The messages from that night allegedly show that Roy became scared as his car filled with exhaust, telling Carter he didn't want to leave his family before exiting the vehicle. "Get back in," she allegedly ordered. Roy listened.

Prosecutors argue that Carter assisted in Roy's suicide. And in February, a grand jury indicted the then 17-year-old.

"Instead of attempting to assist him or notify his family or school officials, Ms. Carter is alleged to have strongly influenced his decision to take his own life, encouraged him to commit suicide and guided him in his engagement of activities which led to his death," Gregg Miliote, a spokesman for Bristol County District Attorney Tom Quinn, told The Sun Chronicle.
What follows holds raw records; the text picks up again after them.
//! Dialect-aware SQL text helpers shared by the statement builders.
//!
//! Statements are composed with `?` placeholders everywhere and rewritten to
//! the backend's placeholder style once, in [`Statement::finalize`].

use crate::error::{DataError, DataResult};
use crate::value::Value;

#[derive(Debug, Clone, Copy, PartialEq, Eq)]
pub enum Dialect {
    /// SQLite-style `?` placeholders.
    Sqlite,
    /// MySQL-style `?` placeholders with backtick quoting.
    MySql,
    /// Postgres-style `$1, $2, ...` placeholders.
    Postgres,
}

impl Dialect {
    fn placeholder(self, index: usize) -> String {
        match self {
            Dialect::Postgres => format!("${index}"),
            Dialect::Sqlite | Dialect::MySql => "?".to_string(),
        }
    }

    pub fn quote_char(self) -> char {
        match self {
            Dialect::MySql => '`',
            Dialect::Sqlite | Dialect::Postgres => '"',
        }
    }

    /// Whether `INSERT ... RETURNING` is available.
    pub fn supports_returning(self) -> bool {
        !matches!(self, Dialect::MySql)
    }

    /// The LIMIT value meaning "no limit", for dialects that cannot express
    /// an OFFSET without one.
    pub(crate) fn unbounded_limit(self) -> Option<&'static str> {
        match self {
            Dialect::Sqlite => Some("-1"),
            Dialect::MySql => Some("18446744073709551615"),
            Dialect::Postgres => None,
        }
    }

    /// SQL expression turning a timestamp column into epoch milliseconds.
    pub(crate) fn epoch_millis(self, column: &str) -> String {
        match self {
            Dialect::Postgres => format!("(floor(extract(epoch from {column}) * 1000))::bigint"),
            Dialect::Sqlite => {
                format!("CAST((julianday({column}) - 2440587.5) * 86400000 AS INTEGER)")
            }
            Dialect::MySql => format!("CAST(UNIX_TIMESTAMP({column}) * 1000 AS SIGNED)"),
        }
    }
}

/// A SQL string together with its positional bind values.
#[derive(Debug, Clone, PartialEq)]
pub struct Statement {
    pub sql: String,
    pub args: Vec<Value>,
}

impl Statement {
    pub fn new(sql: impl Into<String>, args: Vec<Value>) -> Self {
        Self {
            sql: sql.into(),
            args,
        }
    }

    /// Rewrite `?` placeholders into the dialect's style.
    pub fn finalize(mut self, dialect: Dialect) -> Self {
        self.sql = bind_placeholders(&self.sql, dialect);
        self
    }
}

/// Byte offsets of every `?` placeholder outside quoted literals and
/// quoted identifiers.
fn placeholder_positions(sql: &str) -> Vec<usize> {
    let mut positions = Vec::new();
    let mut quote: Option<char> = None;
    for (idx, c) in sql.char_indices() {
        match quote {
            Some(q) if c == q => quote = None,
            Some(_) => {}
            None => match c {
                '\'' | '"' | '`' => quote = Some(c),
                '?' => positions.push(idx),
                _ => {}
            },
        }
    }
    positions
}

/// Number of bind placeholders a condition fragment expects.
pub fn count_placeholders(sql: &str) -> usize {
    placeholder_positions(sql).len()
}

/// Rewrite `?` placeholders to the dialect's style (`$n` for Postgres).
pub fn bind_placeholders(sql: &str, dialect: Dialect) -> String {
    if !matches!(dialect, Dialect::Postgres) {
        return sql.to_string();
    }
    let mut out = String::with_capacity(sql.len() + 8);
    let mut last = 0;
    for (n, pos) in placeholder_positions(sql).into_iter().enumerate() {
        out.push_str(&sql[last..pos]);
        out.push_str(&dialect.placeholder(n + 1));
        last = pos + 1;
    }
    out.push_str(&sql[last..]);
    out
}

/// Validate an identifier and quote it for the dialect.
pub fn checked_identifier(
    ident: &str,
    allow_star: bool,
    kind: &'static str,
    dialect: Dialect,
) -> DataResult<String> {
    if !is_valid_identifier(ident, allow_star) {
        return Err(DataError::Validation(format!(
            "Invalid {kind} identifier: {ident}"
        )));
    }
    Ok(quote_identifier(ident, dialect, allow_star))
}

pub fn is_valid_identifier(ident: &str, allow_star: bool) -> bool {
    if ident.is_empty() {
        return false;
    }
    let parts: Vec<&str> = ident.split('.').collect();
    for (idx, part) in parts.iter().enumerate() {
        if allow_star && *part == "*" {
            return idx + 1 == parts.len();
        }
        if !is_valid_segment(part) {
            return false;
        }
    }
    true
}

fn is_valid_segment(segment: &str) -> bool {
    let mut chars = segment.chars();
    match chars.next() {
        Some(c) if c.is_ascii_alphabetic() || c == '_' => {}
        _ => return false,
    }
    for c in chars {
        if !(c.is_ascii_alphanumeric() || c == '_') {
            return false;
        }
    }
    true
}

fn quote_identifier(ident: &str, dialect: Dialect, allow_star: bool) -> String {
    let quote = dialect.quote_char();
    let parts: Vec<&str> = ident.split('.').collect();
    let last_idx = parts.len().saturating_sub(1);
    parts
        .into_iter()
        .enumerate()
        .map(|(idx, part)| {
            if allow_star && part == "*" && idx == last_idx {
                part.to_string()
            } else {
                format!("{quote}{part}{quote}")
            }
        })
        .collect::<Vec<_>>()
        .join(".")
}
But Carter's attorney, Joseph Cataldo, argues that it was actually Roy who did the convincing. "He ultimately persuaded a young, impressionable girl," he told South Coast Today. "Eventually he gets her to endorse his plan." In one message sent 11 days before Roy's death, Cataldo said, Roy allegedly suggested the two commit suicide together, "like Romeo and Juliet." Carter refused, saying, "No, we are not dying."

Cataldo also argues that the charge is baseless, saying the District Attorney's Office is "trying to claim there is manslaughter, when they freely admit the boy took his own life," he told The Standard-Times. "You can't have it both ways."

"This is clearly just speech," he added to MassLive.

But Judge Bettina Borders of the Taunton Juvenile Court ruled that free speech does not extend to encouraging suicide.

"If you incite to commit a crime, that is criminal conduct," says Geoffrey Nathan, a Massachusetts criminal defense attorney. " You can't easily use free speech to escape a criminal sanction."

Court documents show that Roy had previously attempted to take his life, and had been hospitalized before the two knew each other. This point, says William D. Kickham, another Massachusetts attorney, could help either side in the case. The jury, he says, could see the suicide as a tragic but expected outcome or view Roy as a vulnerable person, susceptible to Carter's suggestion.

Roy and Carter lived 50 miles apart in Massachusetts, but the couple met in 2012 during a visit with their respective relatives in Florida. Throughout their relationship, they mostly interacted through email and text messages, the Associated Press reports, and hadn't seen each other for more than a year when Roy took his life.

A pending appeal, filed two months ago, is the defense attorney's second attempt to have the involuntary manslaughter charge dropped. Carter is expected in court for a hearing on February 2.

If convicted, Carter could spend up to 20 years in prison.